It depends on your budget. Almost all tours skip the lines. Context Travel is the best, if you are intellectually curious about a place. Every guide has some type of pos-graduate degree in the subject of the tour. If visiting the Forum, Colosseum, or Palatine Hill, your guide be an archeologist or historian. If going to the Vatican Museum, your guide will be a professor of art, or something like that. If you are traveling with kids they have tours that will geared for kids in the group as well. Walks of Italy is also good, but not as good as Context. Be careful, because some tours are bad, with someone's only qualifications being a local, and having some training in being a tour guide, but they can be apathetic and just rush you. For food, Katie Parla, except she is now focused on writing cookbooks, so doesn't do it that much anymore. Another good food guide is Katie Minchilli, or her daughter Sophie. Gina Tringalli and her two partners are good. Maureen Fant takes you shopping at the market, then to her apartment where she makes it with you as a cooking lesson.

Don't use TripAdvisor for what should be obvious reasons (tourists who are visiting Italy for the first time on a brief vacation cannot possibly have insight into Rome or what it offers).
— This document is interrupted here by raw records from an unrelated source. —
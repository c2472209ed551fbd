//! # content-graph
//!
//! Link-addressed content graph for discussion trees.
//!
//! Backend adapters describe posts, comments and pages as nodes addressed by
//! links. The graph answers one question:
//!
//! > Given a pivot post, in what order and at what depth is everything below
//! > it rendered?
//!
//! ## Core Contract
//!
//! 1. Adapters build store fragments with fill-once construction, so every
//!    link is computed at most once per fragment
//! 2. Fragments are merged into a long-lived, reactive [`ContentManager`]
//! 3. The [`Flattener`] walks the graph depth-first from a pivot and emits an
//!    ordered, indentation-aware render list
//! 4. Loader and action tokens are branded per adapter, so a token can only
//!    be decoded by the adapter that issued it
//!
//! ## Architecture
//!
//! ```text
//! Adapter ──fill_link_once──▶ ContentStore fragment ──set_data/add_data──▶ ContentManager
//!    ▲                                                                          │
//!    │ Opaque<loader> / Opaque<action>                                          ▼
//!    └───────────────────────────── renderer ◀── Vec<FlatItem> ◀── Flattener (pivot)
//! ```
//!
//! ## Determinism Guarantees
//!
//! - Same pivot + same content + same collapse states → identical item list
//! - Reply ordering is exactly the stored order
//! - Indent identities depend only on the path from the pivot

#![warn(missing_docs)]
#![warn(clippy::all)]

pub mod types;
pub mod store;
pub mod manager;
pub mod flatten;
pub mod adapter;
pub mod canonical;
pub mod config;
pub mod telemetry;

// Re-exports
pub use types::{
    Link, LinkKey, ReadResult, PostLink, PostNode, PostData, LoaderData, PostContent, PostBody,
    Replies, ReplyAffordance, Author, Collapsible, ActionButton,
    Opaque, OpaqueCodec, TokenKind, LoaderKind, ActionKind, CodecMarker, TokenError,
};
pub use store::{ContentSource, ContentSourceExt, ContentStore, StoreEntry, StoreError, StoredValue};
pub use manager::{BatchReport, ContentManager, FetchTicket, ManagerView, Subscription};
pub use flatten::{
    CollapseStates, FlatItem, FlattenError, FlattenOptions, Flattener, IndentId, IndentMarker,
    Page, Placeholder, flatten_fingerprint,
};
pub use adapter::{
    Adapter, AdapterError, AdapterRegistry, BaseDescriptor, ForumBase, Fragment, GraphBuilder,
    InMemoryForum, PageFragment,
};
pub use canonical::{to_canonical_bytes, to_canonical_string, canonical_hash, canonical_hash_hex, CanonicalError};
pub use config::{GraphConfig, LogFormat, ManagerConfig};
pub use telemetry::init_tracing;

/// Schema version for serialized render lists and tokens.
/// Increment on breaking changes to any serialized type.
pub const CONTENT_GRAPH_SCHEMA_VERSION: &str = "1.0.0";
//! Content Graph Demo Binary
//!
//! Builds a small in-memory forum, opens a page through the adapter
//! registry, prints the flattened render list, then issues the first loader
//! and prints the list again.
//!
//! ## Configuration
//!
//! Environment variables:
//! - `CONTENT_GRAPH_REPLY_DEPTH`: reply levels filled per page (default: 3)
//! - `CONTENT_GRAPH_FENCE_STALE`: drop stale loader fragments (default: true)
//! - `RUST_LOG`: Log level filter (default: info)
//! - `LOG_FORMAT`: "json" for structured logs, "pretty" for development (default: json)
//!
//! ## Usage
//!
//! ```bash
//! LOG_FORMAT=pretty cargo run --bin content_graph_demo --features demo -- /c/rust/t/1
//! ```

use std::sync::Arc;

use tracing::{info, warn};

use content_graph::{
    flatten_fingerprint, init_tracing, AdapterRegistry, CollapseStates, ContentManager,
    ContentSourceExt, FlatItem, Flattener, ForumBase, GraphConfig, InMemoryForum, PostContent,
    PostLink, PostNode,
};

const CLIENT_ID: &str = "demo-forum";

fn seed_forum(config: &GraphConfig) -> Result<InMemoryForum, Box<dyn std::error::Error>> {
    let forum = InMemoryForum::with_config(CLIENT_ID, "Demo Forum", config);
    forum.add_community("rust", "Rust", Some("Systems programming".to_string()));
    forum.add_community("cooking", "Cooking", None);

    let thread = forum.add_thread("rust", "ferris", "Borrow checker tips", "Share what helped you.")?;
    let first = forum.add_comment(&thread, "ana", "Read the error messages twice.")?;
    let nested = forum.add_comment(&first, "ben", "And then read them once more.")?;
    let deeper = forum.add_comment(&nested, "cy", "Clippy helps too.")?;
    let deepest = forum.add_comment(&deeper, "dee", "cargo expand for macros.")?;
    forum.add_comment(&deepest, "eli", "Good thread.")?;

    let noisy = forum.add_comment(&thread, "troll", "Just use unsafe everywhere.")?;
    forum.vote(&noisy, -5);

    let removed = forum.add_comment(&thread, "gone", "[removed]")?;
    if let ForumBase::Comment { id, .. } = &removed {
        forum.delete_comment(*id);
    }

    forum.add_thread("cooking", "chef", "Bread", "Flour, water, salt, time.")?;
    Ok(forum)
}

fn describe(item: &FlatItem) -> String {
    let pad = "  ".repeat(item.depth());
    match item {
        FlatItem::Post { node, collapsed, .. } => {
            let text = match node.as_post().map(|p| &p.content) {
                Some(PostContent::Post(body)) => body
                    .title
                    .clone()
                    .or_else(|| body.body.clone())
                    .unwrap_or_default(),
                Some(PostContent::Page { title, .. }) => title.clone(),
                Some(PostContent::Client { name }) => name.clone(),
                Some(other) => format!("{:?}", other),
                None => String::new(),
            };
            let marker = if *collapsed { "[+]" } else { "[-]" };
            format!("{}{} {}", pad, marker, text)
        }
        FlatItem::Loader { node, .. } => {
            let count = node.as_loader().and_then(|l| l.load_count).unwrap_or(0);
            format!("{}... load {} more", pad, count)
        }
        FlatItem::Error { message, .. } => format!("{}(error: {})", pad, message),
        FlatItem::Todo { note } => format!("{}<{:?}>", pad, note),
        FlatItem::HorizontalLine => "----".to_string(),
        FlatItem::WrapperStart | FlatItem::WrapperEnd => String::new(),
    }
}

fn render(manager: &ContentManager, pivot: &PostLink) -> Result<Vec<FlatItem>, Box<dyn std::error::Error>> {
    let view = manager.read_view();
    let items = Flattener::default().flatten(pivot, &view, &CollapseStates::new())?;
    for line in items.iter().map(describe).filter(|line| !line.is_empty()) {
        println!("{}", line);
    }
    info!(items = items.len(), fingerprint = %flatten_fingerprint(&items)?, "rendered page");
    Ok(items)
}

#[tokio::main]
async fn main() -> Result<(), Box<dyn std::error::Error>> {
    let config = GraphConfig::from_env();
    init_tracing(config.log_format)?;

    let locator = std::env::args().nth(1).unwrap_or_else(|| "/c/rust/t/1".to_string());
    info!(locator = %locator, reply_depth = config.reply_depth, "starting content graph demo");

    let mut registry = AdapterRegistry::new();
    registry.register(Arc::new(seed_forum(&config)?));
    let manager = ContentManager::new(config.manager.clone());

    let pivot = registry.open_page(CLIENT_ID, &locator, &manager).await?;
    let items = render(&manager, &pivot)?;

    let loader: Option<Arc<PostNode>> = items.iter().find_map(|item| match item {
        FlatItem::Loader { node, .. } => Some(Arc::clone(node)),
        _ => None,
    });
    let Some(loader) = loader else {
        warn!("page has no loaders to expand");
        return Ok(());
    };

    let report = registry.issue_loader(&loader, &manager).await?;
    info!(written = report.written, "expanded first loader");
    println!();
    render(&manager, &pivot)?;

    if let Some(parent) = loader.parent() {
        let still_tracked = manager.read(parent)?.is_some();
        info!(parent = %parent, still_tracked, "loader parent refreshed");
    }
    Ok(())
}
Don't use Viator, it doesn't have any tours. It's just a bulletin board like Craig's list that individuals advertise their things for monthly fee. You don't need to have qualifications at all advertise on Viator.
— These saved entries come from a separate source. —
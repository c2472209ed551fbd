//! Performance benchmarks for flattening and token decoding.
//!
//! Run with: `cargo bench --bench flatten`
//!
//! ## Performance Targets
//!
//! | Operation | Target | Notes |
//! |-----------|--------|-------|
//! | Flatten 1k posts | <1ms | Raw store |
//! | Flatten through manager | ~raw store | One read lock per walk |
//! | Token decode | <10µs | HMAC seal check |
//! | Manager contention | Linear scaling | Concurrent readers |

use criterion::{
    black_box, criterion_group, criterion_main,
    BenchmarkId, Criterion, Throughput,
};
use std::sync::Arc;
use std::thread;

use content_graph::{
    CollapseStates, ContentManager, ContentStore, Flattener, Link, LoaderKind, OpaqueCodec,
    PostBody, PostContent, PostData, PostLink, PostNode, ReadResult, Replies,
};

/// Build a tree with `fanout` replies per post, `depth` levels deep.
fn make_tree(fanout: usize, depth: usize) -> (ContentStore, PostLink) {
    fn fill(store: &mut ContentStore, name: String, fanout: usize, depth: usize) -> PostLink {
        let replies = if depth == 0 {
            Vec::new()
        } else {
            (0..fanout)
                .map(|i| fill(store, format!("{}.{}", name, i), fanout, depth - 1))
                .collect()
        };
        let link = Link::named(name.clone());
        let node = PostNode::Post(PostData {
            url: None,
            client_id: "bench".to_string(),
            parent: None,
            replies: Some(Replies::of(replies)),
            content: PostContent::Post(PostBody {
                body: Some(name),
                ..PostBody::default()
            }),
        });
        store.write(&link, ReadResult::Data(node));
        link
    }

    let mut store = ContentStore::new();
    let root = fill(&mut store, "p".to_string(), fanout, depth);
    (store, root)
}

/// Benchmark flattening a raw store.
fn bench_flatten_store(c: &mut Criterion) {
    let flattener = Flattener::default();
    let collapse = CollapseStates::new();

    let mut group = c.benchmark_group("flatten_store");

    for (fanout, depth) in [(2, 4), (4, 4), (10, 3)] {
        let (store, root) = make_tree(fanout, depth);

        group.throughput(Throughput::Elements(store.len() as u64));
        group.bench_with_input(
            BenchmarkId::new("posts", store.len()),
            &store,
            |b, store| {
                b.iter(|| {
                    let items = flattener.flatten(&root, black_box(store), &collapse).unwrap();
                    assert!(!items.is_empty());
                    items
                })
            },
        );
    }

    group.finish();
}

/// Benchmark flattening through the content manager.
fn bench_flatten_manager(c: &mut Criterion) {
    let flattener = Flattener::default();
    let collapse = CollapseStates::new();
    let (store, root) = make_tree(10, 3);
    let manager = ContentManager::default();
    manager.set_data(store);

    c.bench_function("flatten_manager", |b| {
        b.iter(|| {
            let view = manager.read_view();
            flattener.flatten(black_box(&root), &view, &collapse).unwrap()
        })
    });
}

/// Benchmark decoding an attached and a detached token.
fn bench_token_decode(c: &mut Criterion) {
    let codec: OpaqueCodec<String, LoaderKind> = OpaqueCodec::new();
    let attached = codec.encode(&"fill_replies_of:thread:42".to_string()).unwrap();
    let json = serde_json::to_string(&attached).unwrap();
    let detached = serde_json::from_str(&json).unwrap();

    let mut group = c.benchmark_group("token_decode");
    group.bench_function("attached", |b| b.iter(|| codec.decode(black_box(&attached)).unwrap()));
    group.bench_function("detached", |b| b.iter(|| codec.decode(black_box(&detached)).unwrap()));
    group.finish();
}

/// Benchmark concurrent readers flattening while the manager is shared.
fn bench_manager_contention(c: &mut Criterion) {
    let mut group = c.benchmark_group("manager_contention");

    for num_threads in [1, 2, 4, 8] {
        let (store, root) = make_tree(4, 4);
        let manager = Arc::new(ContentManager::default());
        manager.set_data(store);

        group.bench_with_input(
            BenchmarkId::new("threads", num_threads),
            &num_threads,
            |b, &num_threads| {
                b.iter(|| {
                    let handles: Vec<_> = (0..num_threads)
                        .map(|_| {
                            let manager = Arc::clone(&manager);
                            let root = root.clone();
                            thread::spawn(move || {
                                let view = manager.read_view();
                                Flattener::default()
                                    .flatten(&root, &view, &CollapseStates::new())
                                    .map(|items| items.len())
                                    .unwrap_or(0)
                            })
                        })
                        .collect();

                    for handle in handles {
                        black_box(handle.join().unwrap());
                    }
                })
            },
        );
    }

    group.finish();
}

criterion_group!(
    benches,
    bench_flatten_store,
    bench_flatten_manager,
    bench_token_decode,
    bench_manager_contention,
);
criterion_main!(benches);
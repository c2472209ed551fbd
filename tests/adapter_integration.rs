//! Integration tests for the adapter → manager → flattener cycle.
//!
//! Tests the full flow:
//! 1. Open a page through the registry (set_data)
//! 2. Flatten through the manager
//! 3. Issue loaders and actions (fenced add_data)
//! 4. Re-flatten and check the merged result

use std::sync::atomic::{AtomicUsize, Ordering};
use std::sync::Arc;

use content_graph::{
    AdapterError, AdapterRegistry, CollapseStates, ContentManager, ContentSourceExt, FlatItem,
    Flattener, ForumBase, GraphConfig, InMemoryForum, ManagerConfig, PostContent, PostNode,
    TokenError,
};

// ─────────────────────────────────────────────────────────────────────────────
// Test Helpers
// ─────────────────────────────────────────────────────────────────────────────

fn build_forum(client_id: &str, reply_depth: usize) -> (InMemoryForum, ForumBase) {
    let forum = InMemoryForum::new(client_id, "Integration Forum").with_reply_depth(reply_depth);
    forum.add_community("rust", "Rust", Some("Systems programming".to_string()));
    let thread = forum.add_thread("rust", "ferris", "Lifetimes", "Ask anything").unwrap();

    let mut parent = thread.clone();
    for depth in 0..4 {
        parent = forum
            .add_comment(&parent, format!("user{}", depth), format!("level {}", depth))
            .unwrap();
    }
    forum.add_comment(&thread, "sam", "second top-level").unwrap();
    (forum, thread)
}

fn registry_with(forum: InMemoryForum) -> AdapterRegistry {
    let mut registry = AdapterRegistry::new();
    registry.register(Arc::new(forum));
    registry
}

fn bodies(items: &[FlatItem]) -> Vec<String> {
    items
        .iter()
        .filter_map(|item| match item {
            FlatItem::Post { node, .. } => match node.as_post().map(|p| &p.content) {
                Some(PostContent::Post(body)) => body.body.clone(),
                _ => None,
            },
            _ => None,
        })
        .collect()
}

fn first_loader(items: &[FlatItem]) -> Option<Arc<PostNode>> {
    items.iter().find_map(|item| match item {
        FlatItem::Loader { node, .. } => Some(Arc::clone(node)),
        _ => None,
    })
}

// ─────────────────────────────────────────────────────────────────────────────
// PAGE + LOADER TESTS
// ─────────────────────────────────────────────────────────────────────────────

#[tokio::test]
async fn test_open_page_then_expand_loader() {
    let (forum, thread) = build_forum("forum", 2);
    let registry = registry_with(forum);
    let manager = ContentManager::default();

    let pivot = registry.open_page("forum", &thread.locator(), &manager).await.unwrap();
    let before = Flattener::default()
        .flatten(&pivot, &manager.read_view(), &CollapseStates::new())
        .unwrap();
    assert_eq!(bodies(&before), vec!["Ask anything", "level 0", "level 1", "second top-level"]);

    let loader = first_loader(&before).expect("depth limit must emit a loader");
    let report = registry.issue_loader(&loader, &manager).await.unwrap();
    assert!(report.written > 0);
    assert_eq!(report.skipped_stale, 0);

    let after = Flattener::default()
        .flatten(&pivot, &manager.read_view(), &CollapseStates::new())
        .unwrap();
    assert_eq!(
        bodies(&after),
        vec!["Ask anything", "level 0", "level 1", "level 2", "level 3", "second top-level"]
    );
    assert!(first_loader(&after).is_none());
}

#[tokio::test]
async fn test_new_page_clears_previous_page() {
    let (forum, thread) = build_forum("forum", 3);
    let registry = registry_with(forum);
    let manager = ContentManager::default();

    let thread_pivot = registry.open_page("forum", &thread.locator(), &manager).await.unwrap();
    registry.open_page("forum", "/", &manager).await.unwrap();

    assert!(manager.view(&thread_pivot).unwrap().is_some(), "thread is listed under the root page");
    let comment = ForumBase::Comment {
        community: "rust".to_string(),
        thread: 1,
        id: 4,
    };
    let comment_link = content_graph::BaseDescriptor::link(&comment).unwrap();
    assert!(manager.view(&comment_link).unwrap().is_none(), "deep comments are not on the root page");
}

#[tokio::test]
async fn test_unknown_client_and_locator() {
    let (forum, _) = build_forum("forum", 3);
    let registry = registry_with(forum);
    let manager = ContentManager::default();

    let unknown_client = registry.open_page("nobody", "/", &manager).await;
    assert!(matches!(unknown_client, Err(AdapterError::UnknownClient(_))));

    let unknown_locator = registry.open_page("forum", "/nowhere", &manager).await;
    assert!(matches!(unknown_locator, Err(AdapterError::UnknownLocator(_))));
    assert_eq!(manager.tracked_len(), 0);
}

#[tokio::test]
async fn test_missing_thread_fails_pivot() {
    let (forum, _) = build_forum("forum", 3);
    let registry = registry_with(forum);
    let manager = ContentManager::default();

    let pivot = registry.open_page("forum", "/c/rust/t/999", &manager).await.unwrap();
    let result = Flattener::default().flatten(&pivot, &manager.read_view(), &CollapseStates::new());
    assert!(matches!(result, Err(content_graph::FlattenError::PivotFailed { .. })));
}

// ─────────────────────────────────────────────────────────────────────────────
// ACTION TESTS
// ─────────────────────────────────────────────────────────────────────────────

#[tokio::test]
async fn test_vote_action_updates_score_and_notifies() {
    let (forum, thread) = build_forum("forum", 3);
    let registry = registry_with(forum);
    let manager = ContentManager::default();
    let pivot = registry.open_page("forum", &thread.locator(), &manager).await.unwrap();

    let notified = Arc::new(AtomicUsize::new(0));
    let counter = Arc::clone(&notified);
    let _subscription = manager.subscribe(&pivot, move |_| {
        counter.fetch_add(1, Ordering::SeqCst);
    });

    let node = manager.read_required(&pivot).unwrap().into_result().unwrap();
    let upvote = match &node.as_post().unwrap().content {
        PostContent::Post(body) => body.actions[0].action.clone(),
        other => panic!("unexpected content {:?}", other),
    };
    registry.issue_action("forum", &upvote, None, &manager).await.unwrap();

    let node = manager.read_required(&pivot).unwrap().into_result().unwrap();
    match &node.as_post().unwrap().content {
        PostContent::Post(body) => assert_eq!(body.actions[0].count, Some(1)),
        other => panic!("unexpected content {:?}", other),
    }
    assert_eq!(notified.load(Ordering::SeqCst), 1);
}

#[tokio::test]
async fn test_token_from_other_adapter_is_rejected() {
    let (forum_a, thread_a) = build_forum("a", 3);
    let (forum_b, _) = build_forum("b", 3);
    let mut registry = AdapterRegistry::new();
    registry.register(Arc::new(forum_a));
    registry.register(Arc::new(forum_b));
    let manager = ContentManager::default();

    let pivot = registry.open_page("a", &thread_a.locator(), &manager).await.unwrap();
    let node = manager.read_required(&pivot).unwrap().into_result().unwrap();
    let reply = node.replies().unwrap().reply.clone().unwrap();

    let result = registry
        .issue_action("b", &reply.action, Some("hi".to_string()), &manager)
        .await;
    assert!(matches!(result, Err(AdapterError::Token(TokenError::BrandMismatch { .. }))));
}

// ─────────────────────────────────────────────────────────────────────────────
// FENCING TESTS
// ─────────────────────────────────────────────────────────────────────────────

#[tokio::test]
async fn test_stale_loader_fragment_is_fenced() {
    let (forum, thread) = build_forum("forum", 1);
    let forum = Arc::new(forum);
    let manager = ContentManager::new(ManagerConfig { fence_stale_fetches: true });

    let page = content_graph::Adapter::get_page(forum.as_ref(), &thread.locator()).await.unwrap();
    manager.set_data(page.content);
    let loader = first_loader(
        &Flattener::default()
            .flatten(&page.pivot, &manager.read_view(), &CollapseStates::new())
            .unwrap(),
    )
    .unwrap();
    let token = &loader.as_loader().unwrap().token;

    let stale_ticket = manager.begin_fetch();
    let stale = content_graph::Adapter::loader(forum.as_ref(), token).await.unwrap();

    // A newer page load lands before the stale loader response.
    let fresh = content_graph::Adapter::get_page(forum.as_ref(), &thread.locator()).await.unwrap();
    manager.set_data(fresh.content);

    let report = manager.add_data_fenced(stale_ticket, stale.content);
    assert!(report.skipped_stale > 0);
}

#[test]
fn test_config_drives_forum_depth() {
    let config = GraphConfig::from_lookup(|name| match name {
        "CONTENT_GRAPH_REPLY_DEPTH" => Some("1".to_string()),
        _ => None,
    });
    let forum = InMemoryForum::with_config("forum", "Configured", &config);
    assert_eq!(forum.reply_depth(), 1);
}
Sedgeway tours are just a tourist gimmicky thing. It's more about being on a Sedgeway then seeing Rome. Depending on the ages of people you are going with, and your health, Rome is best seen on foot, not from a bus. It would be a bad idea to got to Florence. Not because it's Florence, but you don't really count the day you arrive in Rome as a day. You arrive jet lagged, tired, etc. You really only have 5 days, which is a brief trip, and you don't want to waste one of them sitting on a train for a good chunk of the day. You can't see Rome in a month, so why cut it dow to only 4 days?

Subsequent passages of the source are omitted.